On August 2, 2026, any AI system that interacts with humans, generates synthetic content, performs emotion recognition, or creates deepfakes must comply with EU AI Act Article 50 transparency obligations. Non-compliance can result in fines up to EUR 15 million or 3% of global turnover.
EU AI Act: 46 Days Until Transparency Rules Take Effect
What happens on August 2, 2026
The EU AI Act (Regulation 2024/1689) entered into force on August 1, 2024. Its obligations are being phased in over four years. The next major deadline is August 2, 2026, when transparency obligations under Article 50 become legally enforceable across all 27 EU Member States.
This is not a high-risk AI deadline. The Annex III high-risk requirements were postponed to December 2, 2027 by the Digital Omnibus Agreement of May 7, 2026. August 2 is specifically about transparency.
What Article 50 requires
Article 50 establishes four categories of transparency obligations:
- AI-to-human interaction: Any AI system designed to interact directly with people must disclose that the user is communicating with an AI. The notification must be clear and timely — not buried in terms of service.
- Synthetic content: AI-generated text, audio, images, and video must be marked as artificially generated using machine-readable formats. This includes watermarking and metadata standards such as C2PA.
- Emotion recognition and biometric categorisation: Deployers of such systems must inform the individuals being assessed, before the system is used.
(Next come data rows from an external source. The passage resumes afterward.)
// Copyright 2022 Webb Technologies Inc.
//
// Licensed under the Apache License, Version 2.0 (the "License");
// you may not use this file except in compliance with the License.
// You may obtain a copy of the License at
//
// http://www.apache.org/licenses/LICENSE-2.0
//
// Unless required by applicable law or agreed to in writing, software
// distributed under the License is distributed on an "AS IS" BASIS,
// WITHOUT WARRANTIES OR CONDITIONS OF ANY KIND, either express or implied.
// See the License for the specific language governing permissions and
// limitations under the License.

//! Trackless Relayer Binary.
#![deny(unsafe_code)]
#![warn(missing_docs)]

use std::time::Duration;
use tokio::signal::unix;
use tokio::time;
use trackless_relayer::service;

use trackless_relayer_config::cli::{
    create_store, load_config, setup_logger, Opts,
};
use trackless_relayer_context::RelayerContext;

/// The main entry point for the relayer.
///
/// # Arguments
///
/// * `args` - The command line arguments.
#[paw::main]
#[tokio::main]
async fn main(args: Opts) -> anyhow::Result<()> {
    setup_logger(args.verbose, "trackless_relayer")?;
    match dotenv::dotenv() {
        Ok(_) => {
            tracing::trace!("Loaded .env file");
        }
        Err(e) => {
            tracing::warn!("Failed to load .env file: {}", e);
        }
    }

    // The configuration is validated and configured from the given directory
    let config = load_config(args.config_dir.clone())?;
    tracing::trace!(
        "Relayer configuration: {}",
        serde_json::to_string_pretty(&config)?
    );

    // persistent storage for the relayer
    let store = create_store(&args).await?;

    // The RelayerContext takes a configuration, and populates objects that are needed
    // throughout the lifetime of the relayer. Items such as the relay credential and the
    // chain gateway, as well as a convenient place to access the configuration.
    let ctx = RelayerContext::new(config, store.clone())?;

    // relays left in flight by a previous run can be resubmitted.
    let recovered = ctx.relay().recover_interrupted()?;
    tracing::debug!(recovered, "Recovered interrupted relays");

    let chain_id = service::probe_chain(&ctx).await?;
    tracing::info!(
        chain = %ctx.config.chain.name,
        chain_id,
        "Connected to the chain node"
    );

    let cloned_store = store.clone();
    let metrics_clone = ctx.metrics.clone();
    // metric for data stored which is determined every 1 hour
    let sled_metric_task_handle = tokio::task::spawn(async move {
        let mut sled_data_metric_interval =
            time::interval(Duration::from_secs(3600));
        loop {
            sled_data_metric_interval.tick().await;
            // set data stored
            metrics_clone
                .total_amount_of_data_stored
                .set(cloned_store.get_data_stored_size() as f64);
        }
    });

    // start the server.
    let server_handle = tokio::spawn(service::build_web_services(ctx.clone()));
    tracing::event!(
        target: trackless_relayer_utils::probe::TARGET,
        tracing::Level::DEBUG,
        kind = %trackless_relayer_utils::probe::Kind::Lifecycle,
        started = true
    );
    // watch for signals
    let mut ctrlc_signal = unix::signal(unix::SignalKind::interrupt())?;
    let mut termination_signal = unix::signal(unix::SignalKind::terminate())?;
    let mut quit_signal = unix::signal(unix::SignalKind::quit())?;
    let shutdown = || {
        tracing::event!(
            target: trackless_relayer_utils::probe::TARGET,
            tracing::Level::DEBUG,
            kind = %trackless_relayer_utils::probe::Kind::Lifecycle,
            shutdown = true
        );
        tracing::warn!("Shutting down...");
        // send shutdown signal to all of the application.
        ctx.shutdown();
        // abort get sled storage data task
        sled_metric_task_handle.abort();
        std::thread::sleep(std::time::Duration::from_millis(300));
        tracing::info!("Clean Exit ..");
    };
    tokio::select! {
        _ = ctrlc_signal.recv() => {
            tracing::warn!("Interrupted (Ctrl+C) ...");
            shutdown();
        },
        _ = termination_signal.recv() => {
            tracing::warn!("Got Terminate signal ...");
            shutdown();
        },
        _ = quit_signal.recv() => {
            tracing::warn!("Quitting ...");
            shutdown();
        },
        result = server_handle => {
            // the server only stops on its own when it failed.
            result??;
        },
    }
    Ok(())
}
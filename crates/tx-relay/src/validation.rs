// Copyright 2022 Webb Technologies Inc.
//
// Licensed under the Apache License, Version 2.0 (the "License");
// you may not use this file except in compliance with the License.
// You may obtain a copy of the License at
//
// http://www.apache.org/licenses/LICENSE-2.0
//
// Unless required by applicable law or agreed to in writing, software
// distributed under the License is distributed on an "AS IS" BASIS,
// WITHOUT WARRANTIES OR CONDITIONS OF ANY KIND, either express or implied.
// See the License for the specific language governing permissions and
// limitations under the License.

//! The checks a scan report must pass before it is stored.
//!
//! Each check is a plain function over values already read from the chain or
//! the store, so the pipeline is the sequence of calls in
//! [`ScanReportRelay::submit_scan_report`](crate::ScanReportRelay::submit_scan_report).

use ethers::types::Address;
use trackless_relayer_store::{RelayState, Report};
use trackless_relayer_types::{address::parse_scanner_address, Eid};
use trackless_relayer_utils::ScanReportError;

/// A scan report whose fields are well formed.
#[derive(Debug, Clone, PartialEq, Eq)]
pub struct ScanSubmission {
    /// The reported tracker.
    pub eid: Eid,
    /// The scanner that saw the tracker.
    pub scanner: Address,
    /// Content id of the encrypted location payload.
    pub content_id: String,
}

impl ScanSubmission {
    /// Parses the raw request fields, without any I/O.
    pub fn parse(
        eid: &str,
        content_id: &str,
        scanner: &str,
    ) -> Result<Self, ScanReportError> {
        let eid = parse_eid(eid)?;
        let scanner = parse_scanner_address(scanner)
            .map_err(|_| ScanReportError::InvalidAddress)?;
        Ok(Self {
            eid,
            scanner,
            content_id: content_id.to_owned(),
        })
    }
}

/// What to do with a submission whose pair may already be stored.
#[derive(Debug, Clone, PartialEq, Eq)]
pub enum ReportDisposition {
    /// No report exists for the pair, a new one is stored.
    Fresh,
    /// The pair was stored but its relay failed, the stored report is
    /// relayed again.
    Retry(Report),
}

/// Parses a hex encoded EID.
pub fn parse_eid(eid: &str) -> Result<Eid, ScanReportError> {
    eid.parse().map_err(|_| ScanReportError::InvalidEid)
}

/// The tracker must have an owner.
pub fn ensure_registered(
    owner: Option<Address>,
) -> Result<Address, ScanReportError> {
    match owner {
        Some(owner) if !owner.is_zero() => Ok(owner),
        _ => Err(ScanReportError::TrackerNotRegistered),
    }
}

/// The tracker must be in lost mode.
pub fn ensure_lost(lost: bool) -> Result<(), ScanReportError> {
    if lost {
        Ok(())
    } else {
        Err(ScanReportError::TrackerNotLost)
    }
}

/// Owners can not report their own trackers. Addresses compare by value, so
/// the hex case a client used does not matter.
pub fn ensure_not_owner(
    owner: Address,
    scanner: Address,
) -> Result<(), ScanReportError> {
    if owner == scanner {
        Err(ScanReportError::SelfReportRejected)
    } else {
        Ok(())
    }
}

/// A pair is reported once, unless its relay failed.
pub fn ensure_not_reported(
    existing: Option<(Report, Option<RelayState>)>,
) -> Result<ReportDisposition, ScanReportError> {
    match existing {
        None => Ok(ReportDisposition::Fresh),
        Some((report, Some(state))) if state.is_retryable() => {
            Ok(ReportDisposition::Retry(report))
        }
        Some(_) => Err(ScanReportError::DuplicateReport),
    }
}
- Deepfakes: Any person using AI to generate or manipulate content that resembles existing persons, places, or events must disclose that the content has been artificially generated or manipulated.
What the penalties look like
Failing to comply with Article 50 transparency obligations falls under the EU AI Act's Tier 2 penalty structure:
| Penalty tier | Maximum fine | Applies to |
|---|---|---|
| Tier 1 (Prohibited practices) | EUR 35,000,000 or 7% of global turnover | Article 5 violations |
| Tier 2 (Other obligations) | EUR 15,000,000 or 3% of global turnover | Article 50 transparency, GPAI, high-risk requirements |
For SMEs and startups, each fine is capped at the lower of the percentage or the fixed amount, not the higher — providing relative protection for smaller operators.
What to do now
If you have not started, begin with an AI system inventory. Map every AI system your organisation develops, deploys, or procures against the four Article 50 categories.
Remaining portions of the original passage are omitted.